***** SUPPLIED MATERIAL *****
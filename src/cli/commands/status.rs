use anyhow::Result;
use clap::Args;

use crate::cli::output::{CollectionStatus, StatusInfo, get_formatter};
use crate::models::{Config, OutputFormat};
use crate::services::connect_vector_store;

#[derive(Debug, Args)]
pub struct StatusArgs {
    /// Also report on this collection
    #[arg(long, short = 'c')]
    pub collection: Option<String>,
}

pub async fn handle_status(args: StatusArgs, format: OutputFormat, _verbose: bool) -> Result<()> {
    let config = Config::load()?;
    let formatter = get_formatter(format);

    let mut status = StatusInfo {
        config_path: Config::config_path()
            .filter(|p| p.exists())
            .map(|p| p.display().to_string()),
        qdrant_url: config.vector_store.url.clone(),
        qdrant_connected: false,
        qdrant_error: None,
        collection: None,
        embedding_model: config.openai.embedding_model.clone(),
        embedding_dimension: config.openai.embedding_dimension,
        openai_configured: config.openai.api_key.is_some(),
    };

    match config.require_vector_store() {
        Err(e) => status.qdrant_error = Some(e.to_string()),
        Ok(_) => match connect_vector_store(&config.vector_store).await {
            Err(e) => status.qdrant_error = Some(e.to_string()),
            Ok(store) => {
                status.qdrant_connected = true;
                if let Some(name) = args.collection {
                    match store.collection_info(&name).await {
                        Ok(info) => {
                            status.collection = Some(CollectionStatus {
                                name,
                                exists: info.is_some(),
                                dimension: info.as_ref().map(|i| i.dimension),
                                metric: info.as_ref().map(|i| i.metric.to_string()),
                                points: info.map_or(0, |i| i.points_count),
                            });
                        }
                        Err(e) => status.qdrant_error = Some(e.to_string()),
                    }
                }
            }
        },
    }

    print!("{}", formatter.format_status(&status));

    if !status.qdrant_connected || !status.openai_configured {
        eprintln!();
        if !status.qdrant_connected {
            eprintln!("Hint: set QDRANT_URL and QDRANT_API_KEY (environment or .env file).");
        }
        if !status.openai_configured {
            eprintln!("Hint: set OPENAI_API_KEY to ingest documents or chat.");
        }
    }

    Ok(())
}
*****
• [REQUIRED ACTION] The entries need to be set down again in full, with no word changed.

• [ANSWER TO THE PROBLEM]
filename src/cli/commands/status.rs
use anyhow::Result;
use clap::Args;

use crate::cli::output::{CollectionStatus, StatusInfo, get_formatter};
use crate::models::{Config, OutputFormat};
use crate::services::connect_vector_store;

#[derive(Debug, Args)]
pub struct StatusArgs {
    /// Also report on this collection
    #[arg(long, short = 'c')]
    pub collection: Option<String>,
}

pub async fn handle_status(args: StatusArgs, format: OutputFormat, _verbose: bool) -> Result<()> {
    let config = Config::load()?;
    let formatter = get_formatter(format);

    let mut status = StatusInfo {
        config_path: Config::config_path()
            .filter(|p| p.exists())
            .map(|p| p.display().to_string()),
        qdrant_url: config.vector_store.url.clone(),
        qdrant_connected: false,
        qdrant_error: None,
        collection: None,
        embedding_model: config.openai.embedding_model.clone(),
        embedding_dimension: config.openai.embedding_dimension,
        openai_configured: config.openai.api_key.is_some(),
    };

    match config.require_vector_store() {
        Err(e) => status.qdrant_error = Some(e.to_string()),
        Ok(_) => match connect_vector_store(&config.vector_store).await {
            Err(e) => status.qdrant_error = Some(e.to_string()),
            Ok(store) => {
                status.qdrant_connected = true;
                if let Some(name) = args.collection {
                    match store.collection_info(&name).await {
                        Ok(info) => {
                            status.collection = Some(CollectionStatus {
                                name,
                                exists: info.is_some(),
                                dimension: info.as_ref().map(|i| i.dimension),
                                metric: info.as_ref().map(|i| i.metric.to_string()),
                                points: info.map_or(0, |i| i.points_count),
                            });
                        }
                        Err(e) => status.qdrant_error = Some(e.to_string()),
                    }
                }
            }
        },
    }

    print!("{}", formatter.format_status(&status));

    if !status.qdrant_connected || !status.openai_configured {
        eprintln!();
        if !status.qdrant_connected {
            eprintln!("Hint: set QDRANT_URL and QDRANT_API_KEY (environment or .env file).");
        }
        if !status.openai_configured {
            eprintln!("Hint: set OPENAI_API_KEY to ingest documents or chat.");
        }
    }

    Ok(())
}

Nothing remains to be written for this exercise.